This is a somewhat different body of law than that applicable to America’s post-9/11 wars.  In those only common Article 3–just a sliver of the Geneva Conventions—technically applied because it is the only Article that explicitly governs conflicts involving a non-state actor.  Such conflicts are considered “non-international armed conflicts” if one side is composed of non-state actors, even if the other side involves multiple countries who are “High Contracting Parties.” 

Common Article 3 does provide some basic protections.  Importantly, however, much—but certainly not all—of what the Geneva Conventions require in Article 2 state-on-state conflicts has migrated into what is called customary international law (CIL) applicable to non-international armed conflicts.  CIL is binding on all belligerents even if not set forth in a treaty to which they are a party.  One compilation of the law applicable to Article 3 conflicts is found here, and this may have application in the Ukraine in the future if the government is defeated, but an insurgency arises.

Are Ukraine and Russia parties to the Geneva Conventions and other international treaties?

Ukraine is a party to most international treaties related to armed conflict (list here).  The Russian Federation is likewise a party to a range of international treaties related to armed conflict, including the four original Geneva Conventions of 1949 (list is here).  Notably, however, in 2019 Russia withdrew a declaration from Protocol 1 of those conventions, a 1977 additional agreement which contains many prohibitions intended to protect civilians during armed conflict.  (See the article here, and see as well the clarifying *Update below).

The U.S. is also not a party to Protocol 1 but accepts many of its provisions as CIL. In my opinion, the best discussion of the U.S.’s view of what is or is not CIL is found in Air Force Colonel Ted Richard’s monograph, Unofficial United States Guide to the First Additional Protocol to the Geneva Conventions of 12 August 1949Additionally, the U.S. Department of Defense’s perspective can found in various parts of its Law of War Manual (DoD LoW Manual).

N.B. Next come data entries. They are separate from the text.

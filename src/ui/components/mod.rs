pub mod code_block;
pub mod dashboard;
pub mod editor_pane;
pub mod feedback_panel;
pub mod sidebar;
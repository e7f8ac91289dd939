//! HTTP JSON surface for the callout
//!
//! Mirrors the gRPC callout for gateways that call out over plain HTTP, and
//! exposes the rule cache for operators.

use super::shim::{CalloutInvocation, CalloutShim, Diagnostics, BUILD_TIME};
use actix_web::{web, HttpResponse, HttpResponseBuilder};
use serde_json::{json, Value};
use std::sync::Arc;
use tracing::warn;

/// Register the callout routes. Expects `web::Data<Arc<CalloutShim>>` in app data.
pub fn configure_routes(cfg: &mut web::ServiceConfig) {
    cfg.route("/health", web::get().to(health_check))
        .route("/v1/evaluate", web::post().to(evaluate_handler))
        .route("/v1/rules/status", web::get().to(rules_status_handler))
        .route("/v1/rules/refresh", web::post().to(rules_refresh_handler));
}

/// Attach diagnostic headers to a response
fn with_diagnostics(mut builder: HttpResponseBuilder, diagnostics: Option<&Diagnostics>) -> HttpResponseBuilder {
    if let Some(diagnostics) = diagnostics {
        for (name, value) in diagnostics.headers() {
            builder.insert_header((name, value));
        }
    }
    builder
}

/// Diagnostics for responses that are not tied to an invocation
fn instance_diagnostics(shim: &CalloutShim) -> Option<Diagnostics> {
    shim.config().diagnostic_headers.then(|| Diagnostics {
        build_time: BUILD_TIME.clone(),
        invocation_count: shim.invocation_count(),
    })
}

/// Health check
pub async fn health_check(shim: web::Data<Arc<CalloutShim>>) -> HttpResponse {
    with_diagnostics(HttpResponse::Ok(), instance_diagnostics(&shim).as_ref()).json(json!({
        "status": "healthy",
        "service": env!("CARGO_PKG_NAME"),
        "version": crate::VERSION,
    }))
}

/// Decide one invocation. Any JSON body gets a verdict.
pub async fn evaluate_handler(body: web::Json<Value>, shim: web::Data<Arc<CalloutShim>>) -> HttpResponse {
    let outcome = shim.decide(CalloutInvocation::from_json(&body)).await;

    with_diagnostics(HttpResponse::Ok(), outcome.diagnostics.as_ref()).json(json!({
        "verdict": outcome.verdict,
        "matched": outcome.decision.matched,
        "groups": outcome.caller.groups,
        "invocation_id": outcome.invocation_id.to_string(),
    }))
}

/// Rule cache statistics
pub async fn rules_status_handler(shim: web::Data<Arc<CalloutShim>>) -> HttpResponse {
    with_diagnostics(HttpResponse::Ok(), instance_diagnostics(&shim).as_ref()).json(shim.store().stats())
}

/// Force a refresh of the rule table
pub async fn rules_refresh_handler(shim: web::Data<Arc<CalloutShim>>) -> HttpResponse {
    let diagnostics = instance_diagnostics(&shim);

    match shim.store().force_refresh().await {
        Ok(_) => with_diagnostics(HttpResponse::Ok(), diagnostics.as_ref()).json(shim.store().stats()),
        Err(e) => {
            warn!("Manual rule refresh failed: {}", e);
            with_diagnostics(HttpResponse::ServiceUnavailable(), diagnostics.as_ref()).json(json!({
                "error": e.to_string(),
                "category": e.category(),
            }))
        }
    }
}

As a general proposition, Russia does seem to recognize that CIL applies in armed conflict situations in addition to treaty obligations, but exactly which norms it believes apply are unclear.  Consider this from a 2003 article (The implementation of international humanitarian law in the Russian Federation) found in an International Committee of the Red Cross (ICRC) publication:

[T]he Law on International Treaties that was enacted in 1995 does state in its preamble that “the Russian Federation adheres to strict observance of conventional and customary norms”. However, the very fact that customary norms are referred to only in the preamble to that law, and that it provides no further guidance as to how these norms are incorporated into Russian law, may serve as evidence of a reluctant attitude towards the integration of uncodified custom into domestic law.

If Russia violated international law by invading the Ukraine, are Russian soldiers still governed (and protected) by the law of armed conflict (LOAC)?

Yes.  There are two separate bodies of law involved here.  Assessing Russia’s accountability for waging of aggressive war is the purview of the jus ad bellum which governs the legality of the resort to force.  Put in political terms, it determines what is an “act of war.”

The other, separate body of law is called jus in bello.  The ICRC describes it as the law that “regulates the conduct of parties engaged in an armed conflict.”  Here’s the key (substituting “”LOAC” for International Humanitarian Law (IHL) terminology the ICRC uses):

[LOAC] applies to the belligerent parties irrespective of the reasons for the conflict or the justness of the causes for which they are fighting.  If it were otherwise, implementing the law would be impossible, since every party would claim to be a victim of aggression.  Moreover, IHL is intended to protect victims of armed conflicts regardless of party affiliation.  That is why jus in bello must remain independent of jus ad bellum.

To be clear, the wrongness or rightness of a belligerent’s resort to force does not determine the application of LOAC.

What is the status of the Ukrainian citizens who rise up against Russian invaders? 

The Washington Post and other news outlets tell us that ordinary civilians heed calls to fight for the Ukraine however they can.”  This raises a concept in international law many thought was an anachronism never to be seen in 21st century warfare between major nations: levee en masse.  One scholar explains it as the:

…spontaneous uprising of the civilian population against an invading force – [and] has long been a part of the modern law of armed conflict with regard to determining who may legitimately participate in armed conflict. The concept originated during the revolutionary wars in America and France, and was incorporated into the first codified rules of armed conflict. However, despite the prevalence of the category of levée en masse in the modern laws of armed conflict, there have been few, if any, instances of levée en masse taking place in modern armed conflicts.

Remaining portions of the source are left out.